Medical offices fared better than the rest of the commercial market in Las Vegas during the second quarter.

CB Richard Ellis reports the average vacancy rate decreased slightly from 16.5 percent at the end of the first quarter to 16.1 percent at the end of the second quarter. Nearly 300,000 square feet of office space was leased throughout the valley in the second quarter.

The southwest valley was worst with a 35 percent vacancy rate. North Las Vegas had a 1.1 percent vacancy rate.

Lease rates for medical offices declined to $1.86 per square foot in the second quarter, down 50 cents from the first quarter. North Las Vegas had the highest lease rate at $2.43 per square foot during that time.

Landlords have increased tenant improvement allowances and free space to attract tenants, says Bruce Follmer, CB Richard Ellis’ medical office expert.

Medical office buildings are a sought-after investment because of the stability of the profession, Follmer says. Office buildings near medical facilities are preferred, but stand-alone buildings in well-located areas are being sought, he says.

In other news:

• Breslin Builders completed a commercial park near Dean Martin Drive and Southern Highlands Parkway. The Dean Martin Commercial Center cost $3.6 million for more than 26,000 square feet of commercial office and restaurant space.

• Cashman Equipment has launched a Web site to sell Caterpillar-branded merchandise. Cashman already sells the merchandise at its stores, but added www.getthegearonline.com.

• Elected to begin serving on the board of the Greater Las Vegas Association of Realtors in 2010 are Christine McNaught of Windermere Prestige Properties, Fafie Moore of Realty Executives of Nevada, Trish Nash of Exit Realty Unlimited, Cheryl Smith of Act 1 Realty and David Tina of Realty One Group. Those who will continue on the board in 2010 are Forrest Barbee of Prudential Americana Group, Heidi Kasama of Prudential Americana Group, Kolleen Kelley of Realty Executive of Nevada, Norma Opatik of Action Realty and Debbie Zois of Keller Williams Realty.
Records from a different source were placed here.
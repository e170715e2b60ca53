//! Novel SNP exports from YFull
//!
//! Semicolon separated; each line carries a quality label in one of two
//! spellings ("best" or "Best qual").

use crate::snpset::SnpSet;
use crate::utils::read_records;
use crate::{PhyloResult, Snp};
use std::path::Path;

const POS: usize = 2;
const REF: usize = 3;
const ALT: usize = 4;
const QUALITY: usize = 6;

/// YFull call quality, ordered from best to worst
#[derive(Debug, Clone, Copy, PartialEq, Eq, PartialOrd, Ord, Default, clap::ValueEnum)]
pub enum YFullQuality {
    Best = 1,
    #[default]
    Acceptable = 2,
    Ambiguous = 3,
}

/// Every quality label found in YFull files
static QUALITY_LABELS: [(&str, YFullQuality); 6] = [
    ("best", YFullQuality::Best),
    ("acceptable", YFullQuality::Acceptable),
    ("ambiguous", YFullQuality::Ambiguous),
    ("Best qual", YFullQuality::Best),
    ("Acceptable qual", YFullQuality::Acceptable),
    ("Ambiguous qual", YFullQuality::Ambiguous),
];

impl YFullQuality {
    /// Quality for a label as written in a YFull file
    pub fn from_label(label: &str) -> Option<Self> {
        QUALITY_LABELS
            .iter()
            .find(|(known, _)| *known == label)
            .map(|(_, quality)| *quality)
    }

    /// True if a call of this quality satisfies the `minimum` tier
    pub fn satisfies(self, minimum: YFullQuality) -> bool {
        self <= minimum
    }
}

/// Convert the fields of one YFull line into an SNP of at least `minimum`
/// quality.
pub fn snp_from_fields(fields: &[&str], minimum: YFullQuality) -> Option<Snp> {
    if fields.len() < QUALITY + 1 || fields[REF].len() != 1 || fields[ALT].len() != 1 {
        return None;
    }
    let pos = fields[POS].parse::<u64>().ok()?;

    // Unlabelled calls pass every tier
    let accepted = match YFullQuality::from_label(fields[QUALITY]) {
        Some(quality) => quality.satisfies(minimum),
        None => {
            log::warn!("Unknown YFull quality label '{}' at position {}", fields[QUALITY], pos);
            true
        }
    };
    accepted.then(|| Snp::new(pos, fields[REF], fields[ALT]))
}

/// Read SNPs of at least `minimum` quality from a YFull CSV file
pub fn read_yfull<P: AsRef<Path>>(path: P, minimum: YFullQuality) -> PhyloResult<SnpSet> {
    let mut builder = csv::ReaderBuilder::new();
    builder.has_headers(false).delimiter(b';').flexible(true);
    let records = read_records(&path, &builder)?;

    let snps: SnpSet = records
        .iter()
        .filter_map(|record| {
            let fields: Vec<&str> = record.iter().collect();
            snp_from_fields(&fields, minimum)
        })
        .collect();

    log::info!(
        "Read {} SNPs of quality {:?} or better from {:?}",
        snps.len(),
        minimum,
        path.as_ref()
    );
    Ok(snps)
}
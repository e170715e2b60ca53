//! SNP exports from FTDNA (Big Y CSV downloads)

use crate::isogg::Db;
use crate::utils::read_records;
use crate::{CsvRecord, CsvRecords, PhyloResult, UNKNOWN_POS};
use std::path::Path;

const VARIANT: usize = 0;
const POS: usize = 1;
const NAME: usize = 2;
const REF: usize = 5;
const ALT: usize = 6;

/// Filtering options for FTDNA exports
#[derive(Debug, Clone)]
pub struct FtdnaOptions {
    /// Skip entries where the called allele equals REF
    pub mutations_only: bool,
    /// Keep only entries of type "Novel Variant"
    pub novels_only: bool,
}

impl Default for FtdnaOptions {
    fn default() -> Self {
        Self {
            mutations_only: true,
            novels_only: false,
        }
    }
}

/// Convert the fields of one FTDNA CSV line into an annotated record.
///
/// Positions that are not numbers become [`UNKNOWN_POS`] unless the SNP
/// name is found in `db`, which also supplies the comment.
pub fn record_from_fields(
    fields: &[&str],
    options: &FtdnaOptions,
    db: Option<&Db>,
) -> Option<CsvRecord> {
    if fields.len() < ALT + 1 {
        return None;
    }
    // header
    if fields[VARIANT] == "Type" {
        return None;
    }
    // uncalled
    if fields[ALT] == "?" {
        return None;
    }
    if options.mutations_only && fields[REF] == fields[ALT] {
        return None;
    }
    if options.novels_only && fields[VARIANT] != "Novel Variant" {
        return None;
    }

    let pos = match fields[POS].parse::<u64>() {
        Ok(_) => fields[POS].to_string(),
        Err(_) => UNKNOWN_POS.to_string(),
    };
    let mut record = CsvRecord {
        pos,
        ref_allele: fields[REF].to_string(),
        alt_allele: fields[ALT].to_string(),
        name: fields[NAME].to_string(),
        comment: String::new(),
    };

    if let Some(entry) = db.and_then(|db| db.entry_by_name(fields[NAME])) {
        record.comment = entry.comment.clone();
        if record.pos == UNKNOWN_POS {
            record.pos = entry.key.pos.to_string();
        }
    }
    Some(record)
}

/// Read annotated records from an FTDNA CSV file, in file order
pub fn read_ftdna_csv<P: AsRef<Path>>(
    path: P,
    options: &FtdnaOptions,
    db: Option<&Db>,
) -> PhyloResult<CsvRecords> {
    let mut builder = csv::ReaderBuilder::new();
    builder.has_headers(false).flexible(true);
    let records = read_records(&path, &builder)?;

    let result: CsvRecords = records
        .iter()
        .filter_map(|record| {
            let fields: Vec<&str> = record.iter().collect();
            record_from_fields(&fields, options, db)
        })
        .collect();

    let unplaced = result.iter().filter(|r| r.pos == UNKNOWN_POS).count();
    if unplaced > 0 {
        log::warn!("{} records in {:?} have no known position", unplaced, path.as_ref());
    }
    log::info!(
        "Kept {} of {} FTDNA lines from {:?}",
        result.len(),
        records.len(),
        path.as_ref()
    );
    Ok(result)
}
Robin Civish of Prudential Commercial Real Estate was elected president of the group’s commercial alliance and will represent commercial real estate interests on the board. Scott Beaudry of Universal Realty was elected director of the Multiple Listing Service.

• CB Richard Ellis has been named facilities’ manager at the Cleveland Clinic Lou Ruvo Center for Brain Health.

• Gensler’s office in the Hughes Center has received a Leadership in Energy and Environmental Design (LEED) gold certification from the U.S. Green Building Council. It is the first LEED-certified space in the business park, the firm said. The space features angled walls in the reception area and a curvilinear wall that undulates through the design studio. Gensler is a design and planning firm.